Explain Codes LogoExplain Codes Logo

Splitting string into multiple rows in Oracle

sql
string-splitting
oracle-sql
data-refinement
Alex KataevbyAlex Kataev·Mar 7, 2025
TLDR

In Oracle, we can split a string into rows using the CONNECT BY LEVEL technique. The following example will break down a comma-separated list:

SELECT SUBSTR(txt, INSTR(txt, ',', 1, LEVEL) + 1, INSTR(txt, ',', 1, LEVEL + 1) - INSTR(txt, ',', 1, LEVEL) - 1) AS value FROM (SELECT 'apple,orange,banana' AS txt FROM dual) CONNECT BY LEVEL <= LENGTH(txt) - LENGTH(REPLACE(txt, ',')) + 1 AND PRIOR SYS_GUID() IS NOT NULL AND PRIOR txt IS NOT NULL;

LEVEL is your loyal friend that tracks the element count, SUBSTR & INSTR teamed up to carve out the slices of words, and CONNECT BY is the ultimate ringmaster that conducts the show until all elements are elegantly split.

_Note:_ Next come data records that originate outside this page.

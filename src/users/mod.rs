use crate::state::AppState;
use axum::Router;

pub mod handlers;
pub mod repo;
pub mod repo_types;

pub fn router() -> Router<AppState> {
    handlers::users_routes()
}
use axum::{http::StatusCode, response::IntoResponse, Json};
use serde_json::json;
use thiserror::Error;
use tracing::error;

pub type ApiResult<T> = Result<T, ApiError>;

/// Error taxonomy for the whole API surface.
///
/// Domain errors carry the message shown to the client; `Internal` keeps its
/// cause server-side and returns a redacted body.
#[derive(Error, Debug)]
pub enum ApiError {
    #[error("{0}")]
    Validation(String),

    #[error("{0}")]
    Conflict(String),

    #[error("{0}")]
    Unauthorized(String),

    #[error("{0}")]
    NotFound(String),

    #[error(transparent)]
    Internal(#[from] anyhow::Error),
}

impl ApiError {
    pub fn status(&self) -> StatusCode {
        match self {
            ApiError::Validation(_) => StatusCode::BAD_REQUEST,
            ApiError::Conflict(_) => StatusCode::CONFLICT,
            ApiError::Unauthorized(_) => StatusCode::UNAUTHORIZED,
            ApiError::NotFound(_) => StatusCode::NOT_FOUND,
            ApiError::Internal(_) => StatusCode::INTERNAL_SERVER_ERROR,
        }
    }

    fn client_message(&self) -> String {
        match self {
            ApiError::Internal(_) => "Internal server error".to_string(),
            other => other.to_string(),
        }
    }
}

impl IntoResponse for ApiError {
    fn into_response(self) -> axum::response::Response {
        if let ApiError::Internal(cause) = &self {
            error!(error = %cause, "internal error");
        }
        let status = self.status();
        (status, Json(json!({ "error": self.client_message() }))).into_response()
    }
}

impl From<sqlx::Error> for ApiError {
    fn from(e: sqlx::Error) -> Self {
        ApiError::Internal(e.into())
    }
}

#[cfg(test)]
mod tests {
    use super::*;

    #[test]
    fn statuses_match_taxonomy() {
        assert_eq!(
            ApiError::Validation("x".into()).status(),
            StatusCode::BAD_REQUEST
        );
        assert_eq!(
            ApiError::Conflict("x".into()).status(),
            StatusCode::CONFLICT
        );
        assert_eq!(
            ApiError::Unauthorized("x".into()).status(),
            StatusCode::UNAUTHORIZED
        );
        assert_eq!(
            ApiError::NotFound("x".into()).status(),
            StatusCode::NOT_FOUND
        );
        assert_eq!(
            ApiError::Internal(anyhow::anyhow!("boom")).status(),
            StatusCode::INTERNAL_SERVER_ERROR
        );
    }

    #[test]
    fn internal_message_is_redacted() {
        let err = ApiError::Internal(anyhow::anyhow!("secret database dsn"));
        assert_eq!(err.client_message(), "Internal server error");
        let err = ApiError::Unauthorized("Invalid credentials".into());
        assert_eq!(err.client_message(), "Invalid credentials");
    }
}
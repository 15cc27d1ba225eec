use axum::{
    extract::{Path, State},
    routing::{delete, get},
    Json, Router,
};
use tracing::{info, instrument};
use uuid::Uuid;

use crate::{
    auth::{dto::PublicUser, extractors::AuthUser},
    error::ApiError,
    state::AppState,
};

pub fn users_routes() -> Router<AppState> {
    Router::new()
        .route("/users", get(list_users))
        .route("/users/:id", get(get_user))
        .route("/users/:id", delete(deactivate_user))
}

#[instrument(skip(state, _user))]
pub async fn list_users(
    State(state): State<AppState>,
    _user: AuthUser,
) -> Result<Json<Vec<PublicUser>>, ApiError> {
    let users = state.store.list_active().await?;
    Ok(Json(users.into_iter().map(PublicUser::from).collect()))
}

#[instrument(skip(state, _user))]
pub async fn get_user(
    State(state): State<AppState>,
    _user: AuthUser,
    Path(id): Path<Uuid>,
) -> Result<Json<PublicUser>, ApiError> {
    let user = state
        .store
        .find_by_id(id)
        .await?
        .ok_or_else(|| ApiError::NotFound("User not found".into()))?;
    Ok(Json(user.into()))
}

#[instrument(skip(state, caller))]
pub async fn deactivate_user(
    State(state): State<AppState>,
    caller: AuthUser,
    Path(id): Path<Uuid>,
) -> Result<Json<PublicUser>, ApiError> {
    let user = state.store.deactivate(id).await?;
    info!(user_id = %id, by = %caller.subject, "user deactivated");
    Ok(Json(user.into()))
}
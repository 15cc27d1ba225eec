use anyhow::Context;
use sqlx::{postgres::PgPoolOptions, PgPool};

use crate::config::AppConfig;

pub async fn connect(config: &AppConfig) -> anyhow::Result<PgPool> {
    let db = PgPoolOptions::new()
        .max_connections(10)
        .connect(&config.database_url)
        .await
        .context("connect to database")?;
    Ok(db)
}

pub async fn run_migrations(db: &PgPool) {
    if let Err(e) = sqlx::migrate!("./migrations").run(db).await {
        tracing::warn!(error = %e, "migration failed; continuing");
    }
}
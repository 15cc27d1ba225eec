use axum::{
    async_trait,
    extract::{FromRef, FromRequest, FromRequestParts, Request},
    http::request::Parts,
    Json,
};
use serde::de::DeserializeOwned;
use tracing::warn;
use uuid::Uuid;

use crate::auth::jwt::JwtKeys;
use crate::error::ApiError;
use crate::state::AppState;

/// JSON body extractor that rejects malformed bodies and unknown fields with
/// 400 instead of axum's default 422, keeping boundary validation inside the
/// error taxonomy.
pub struct ValidJson<T>(pub T);

#[async_trait]
impl<S, T> FromRequest<S> for ValidJson<T>
where
    S: Send + Sync,
    T: DeserializeOwned,
{
    type Rejection = ApiError;

    async fn from_request(req: Request, state: &S) -> Result<Self, Self::Rejection> {
        let Json(value) = Json::<T>::from_request(req, state).await.map_err(|e| {
            warn!(error = %e, "invalid request body");
            ApiError::Validation(e.body_text())
        })?;
        Ok(Self(value))
    }
}

/// Authorization gate. Extracts the bearer token, verifies it and resolves
/// the subject through the credential store, so a deactivated or deleted
/// account is rejected even while its token is still unexpired.
pub struct AuthUser {
    pub subject: Uuid,
    pub email: String,
}

#[async_trait]
impl FromRequestParts<AppState> for AuthUser {
    type Rejection = ApiError;

    async fn from_request_parts(
        parts: &mut Parts,
        state: &AppState,
    ) -> Result<Self, Self::Rejection> {
        let auth = parts
            .headers
            .get(axum::http::header::AUTHORIZATION)
            .and_then(|h| h.to_str().ok())
            .ok_or_else(|| ApiError::Unauthorized("Missing Authorization header".into()))?;

        let token = auth
            .strip_prefix("Bearer ")
            .or_else(|| auth.strip_prefix("bearer "))
            .ok_or_else(|| ApiError::Unauthorized("Invalid Authorization header".into()))?;

        let keys = JwtKeys::from_ref(state);
        // One rejection for expired, malformed and forged tokens alike.
        let claims = keys.verify(token).map_err(|_| {
            warn!("invalid or expired token");
            ApiError::Unauthorized("Invalid or expired token".into())
        })?;

        let user = state
            .store
            .find_by_id(claims.sub)
            .await?
            .filter(|u| u.is_active)
            .ok_or_else(|| {
                warn!(user_id = %claims.sub, "token subject missing or inactive");
                ApiError::Unauthorized("Invalid or expired token".into())
            })?;

        Ok(AuthUser {
            subject: user.id,
            email: user.email,
        })
    }
}
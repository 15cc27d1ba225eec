pub mod app;
pub mod auth;
pub mod catalog;
pub mod config;
pub mod db;
pub mod error;
pub mod state;
pub mod users;
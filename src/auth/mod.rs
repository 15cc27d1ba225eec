use crate::state::AppState;
use axum::Router;

mod claims;
pub mod dto;
pub mod extractors;
pub mod handlers;
pub mod jwt;
pub mod password;
pub mod service;

pub fn router() -> Router<AppState> {
    handlers::auth_routes()
}
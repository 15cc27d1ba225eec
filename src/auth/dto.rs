use serde::{Deserialize, Serialize};
use time::OffsetDateTime;
use uuid::Uuid;

use crate::users::repo_types::UserRecord;

/// Request body for user registration.
#[derive(Debug, Deserialize)]
#[serde(deny_unknown_fields)]
pub struct RegisterRequest {
    pub name: String,
    pub email: String,
    pub password: String,
}

/// Request body for login.
#[derive(Debug, Deserialize)]
#[serde(deny_unknown_fields)]
pub struct LoginRequest {
    pub email: String,
    pub password: String,
}

/// Response returned after login or register.
#[derive(Debug, Serialize)]
pub struct AuthResponse {
    pub access_token: String,
    pub user: PublicUser,
}

/// Public projection of a user. Never carries the password hash.
#[derive(Debug, Serialize)]
pub struct PublicUser {
    pub id: Uuid,
    pub name: String,
    pub email: String,
    pub is_active: bool,
    pub created_at: OffsetDateTime,
    pub updated_at: OffsetDateTime,
}

impl From<UserRecord> for PublicUser {
    fn from(u: UserRecord) -> Self {
        Self {
            id: u.id,
            name: u.name,
            email: u.email,
            is_active: u.is_active,
            created_at: u.created_at,
            updated_at: u.updated_at,
        }
    }
}

/// Body of GET /auth/profile: the request-scoped principal.
#[derive(Debug, Serialize)]
pub struct ProfileResponse {
    pub subject: Uuid,
    pub email: String,
}
use std::sync::Arc;

use reqwest::Client as ReqwestClient;
use reqwest::Method;
use serde::de::DeserializeOwned;
use serde_json::Value;
use strum_macros::AsRefStr;
use url::Url;

use crate::auth::{Credentials, Params, Signer, Window, encode_params};
use crate::config::Config;
use crate::error::Error;
use crate::types::{
    Balances, BorrowLendPosition, CreateOrderRequest, NewOrder, Order, Position, SPOT,
    normalize_optional,
};
use crate::{Result, from_value};

/// Exchange action being authenticated. The string form is the
/// `instruction=` value of the signing string.
#[non_exhaustive]
#[derive(Clone, Copy, Debug, PartialEq, Eq, AsRefStr)]
#[strum(serialize_all = "camelCase")]
pub enum Instruction {
    OrderQueryAll,
    PositionQuery,
    BorrowLendPositionQuery,
    BalanceQuery,
    OrderExecute,
    OrderCancel,
}

impl Instruction {
    #[must_use]
    pub fn method(self) -> Method {
        match self {
            Instruction::OrderQueryAll
            | Instruction::PositionQuery
            | Instruction::BorrowLendPositionQuery
            | Instruction::BalanceQuery => Method::GET,
            Instruction::OrderExecute => Method::POST,
            Instruction::OrderCancel => Method::DELETE,
        }
    }

    /// Path relative to the configured host.
    #[must_use]
    pub fn path(self) -> &'static str {
        match self {
            Instruction::OrderQueryAll => "api/v1/orders",
            Instruction::PositionQuery => "api/v1/position",
            Instruction::BorrowLendPositionQuery => "api/v1/borrowLend/positions",
            Instruction::BalanceQuery => "api/v1/capital",
            Instruction::OrderExecute | Instruction::OrderCancel => "api/v1/order",
        }
    }
}

/// Signed client for the trading endpoints.
///
/// Every call builds and signs its own request; nothing is cached between
/// calls, so a `Client` can be cloned and shared across tasks freely.
#[derive(Clone, Debug)]
pub struct Client {
    host: Url,
    window: Window,
    signer: Arc<Signer>,
    client: ReqwestClient,
}

impl Client {
    /// Creates a client with its own HTTP connection pool and the configured
    /// per-request timeout.
    pub fn new(config: Config, credentials: &Credentials) -> Result<Self> {
        let client = ReqwestClient::builder().timeout(config.timeout).build()?;
        Self::with_client(config, credentials, client)
    }

    /// Creates a client on top of a caller-supplied HTTP client. The caller is
    /// responsible for its timeout settings.
    pub fn with_client(
        config: Config,
        credentials: &Credentials,
        client: ReqwestClient,
    ) -> Result<Self> {
        let signer = Signer::new(credentials)?;

        Ok(Self {
            host: config.host,
            window: config.window,
            signer: Arc::new(signer),
            client,
        })
    }

    /// Builds configuration and credentials from the environment.
    pub fn from_env() -> Result<Self> {
        Self::new(Config::from_env()?, &Credentials::from_env()?)
    }

    #[must_use]
    pub fn host(&self) -> &Url {
        &self.host
    }

    #[must_use]
    pub fn signer(&self) -> &Signer {
        &self.signer
    }

    /// Open spot orders, optionally for a single symbol.
    pub async fn list_orders(&self, symbol: Option<&str>) -> Result<Vec<Order>> {
        let mut params = Params::new();
        params.insert("marketType".to_owned(), SPOT.to_owned());
        if let Some(symbol) = normalize_optional(symbol) {
            params.insert("symbol".to_owned(), symbol.to_owned());
        }

        let value = self.send(Instruction::OrderQueryAll, &params).await?;
        Ok(lenient_list(Instruction::OrderQueryAll, value, Some("orders")))
    }

    /// Open futures positions.
    pub async fn list_positions(&self) -> Result<Vec<Position>> {
        let value = self.send(Instruction::PositionQuery, &Params::new()).await?;
        Ok(lenient_list(Instruction::PositionQuery, value, None))
    }

    /// Borrow and lend positions. Anything but a JSON array is read as "no
    /// positions".
    pub async fn list_borrow_lend_positions(&self) -> Result<Vec<BorrowLendPosition>> {
        let value = self
            .send(Instruction::BorrowLendPositionQuery, &Params::new())
            .await?;

        match value {
            Value::Array(items) => Ok(decode_items(Instruction::BorrowLendPositionQuery, items)),
            other => {
                log_unexpected_shape(Instruction::BorrowLendPositionQuery, &other);
                Ok(Vec::new())
            }
        }
    }

    /// Account balances, including funds lent out.
    ///
    /// The lent amounts come from a second request to the borrow/lend
    /// positions endpoint. If that request fails the balances are still
    /// returned, with `lent` at zero for every asset.
    pub async fn balances(&self) -> Result<Balances> {
        let value = self.send(Instruction::BalanceQuery, &Params::new()).await?;
        let mut balances: Balances = if value.is_null() {
            Balances::default()
        } else {
            from_value(value)?
        };

        let positions = self
            .list_borrow_lend_positions()
            .await
            .unwrap_or_else(|err| {
                log_lent_fallback(&err);
                Vec::new()
            });

        balances.merge_lent(&positions);
        Ok(balances)
    }

    /// Validates and places an order. Invalid requests fail before anything
    /// is sent.
    pub async fn create_order(&self, request: &CreateOrderRequest) -> Result<Order> {
        let order = request.validate()?;
        self.execute_order(&order).await
    }

    /// Places an already validated order.
    pub async fn execute_order(&self, order: &NewOrder) -> Result<Order> {
        let value = self
            .send(Instruction::OrderExecute, &order.to_params())
            .await?;
        from_value(value)
    }

    /// Cancels an open order.
    pub async fn cancel_order(&self, order_id: &str, symbol: &str) -> Result<Order> {
        if order_id.trim().is_empty() {
            return Err(Error::validation("orderId is required"));
        }
        if symbol.trim().is_empty() {
            return Err(Error::validation("symbol is required"));
        }

        let mut params = Params::new();
        params.insert("orderId".to_owned(), order_id.to_owned());
        params.insert("symbol".to_owned(), symbol.to_owned());

        let value = self.send(Instruction::OrderCancel, &params).await?;
        from_value(value)
    }

    /// Signs and sends one request. GET carries `params` in the query string,
    /// encoded exactly as they appear in the signing string. Everything else
    /// sends them as a JSON body.
    async fn send(&self, instruction: Instruction, params: &Params) -> Result<Value> {
        let method = instruction.method();
        let mut url = self.endpoint(instruction.path())?;

        let request = if method == Method::GET {
            if !params.is_empty() {
                url.set_query(Some(&encode_params(params)));
            }
            self.client.request(method, url).build()?
        } else {
            self.client.request(method, url).json(params).build()?
        };

        let headers = self
            .signer
            .sign(instruction.as_ref(), params, None, self.window)
            .to_header_map()?;

        crate::request(&self.client, request, Some(headers)).await
    }

    fn endpoint(&self, path: &str) -> Result<Url> {
        Ok(self.host.join(path)?)
    }
}

/// Decodes a list response that might not be a list.
///
/// An array decodes item by item. An object holding an array under
/// `wrapper` yields that array; any other object is a single record.
/// Everything else (including an empty body) is an empty list. Records that
/// do not decode are logged and skipped, so this never fails.
fn lenient_list<T: DeserializeOwned>(
    instruction: Instruction,
    value: Value,
    wrapper: Option<&str>,
) -> Vec<T> {
    match value {
        Value::Array(items) => decode_items(instruction, items),
        Value::Object(map) => {
            if let Some(Value::Array(items)) = wrapper.and_then(|key| map.get(key)) {
                return decode_items(instruction, items.clone());
            }
            decode_items(instruction, vec![Value::Object(map)])
        }
        other => {
            log_unexpected_shape(instruction, &other);
            Vec::new()
        }
    }
}

fn decode_items<T: DeserializeOwned>(instruction: Instruction, items: Vec<Value>) -> Vec<T> {
    items
        .into_iter()
        .filter_map(|item| {
            from_value(item)
                .inspect_err(|err| log_skipped_record(instruction, err))
                .ok()
        })
        .collect()
}

#[cfg_attr(
    not(feature = "tracing"),
    expect(unused_variables, reason = "only read by tracing")
)]
fn log_unexpected_shape(instruction: Instruction, value: &Value) {
    #[cfg(feature = "tracing")]
    tracing::warn!(
        instruction = instruction.as_ref(),
        response = %value,
        "unexpected response shape, treating as empty"
    );
}

#[cfg_attr(
    not(feature = "tracing"),
    expect(unused_variables, reason = "only read by tracing")
)]
fn log_skipped_record(instruction: Instruction, err: &Error) {
    #[cfg(feature = "tracing")]
    tracing::warn!(
        instruction = instruction.as_ref(),
        error = %err,
        "skipping record that does not decode"
    );
}

#[cfg_attr(
    not(feature = "tracing"),
    expect(unused_variables, reason = "only read by tracing")
)]
fn log_lent_fallback(err: &Error) {
    #[cfg(feature = "tracing")]
    tracing::warn!(error = %err, "borrow/lend positions unavailable, reporting lent as 0");
}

Techniques for string splitting aficionados

Efficient word chopping with XMLTable

When your string chopping gets complex or you're in pursuit of performance, XMLTable might be the knife you are looking for. Acting as a robust XML parser, it can bestow some impressive SQL superpowers:

SELECT trim(column_value) as value FROM XMLTable(('"' || REPLACE(:csv, ',', '","') || '"'));

The REPLACE function wraps each word with quotes, and then XMLTable function treats the resulting string as XML, chopping it into neatly separated words.

Handy PL/SQL function for regular string bashing

If string splitting has become your daily bread, binding the above splitting operation in a PL/SQL function could be a time-saver and a nice addition to your toolbox:

CREATE OR REPLACE FUNCTION split_string ( p_list IN VARCHAR2, p_delim IN VARCHAR2 := ',' ) RETURN sys.OdciVarchar2List PIPELINED IS BEGIN FOR i IN ( SELECT REGEXP_SUBSTR(p_list, '[^' || p_delim || ']+', 1, LEVEL) as element FROM dual CONNECT BY REGEXP_SUBSTR(p_list, '[^' || p_delim || ']+', 1, LEVEL) IS NOT NULL ) LOOP PIPE ROW(i.element); END LOOP; RETURN; END split_string;

Now, call this function whenever you need to do the string splitting, and voilà, you got a reusable and efficient string splitter at your disposal.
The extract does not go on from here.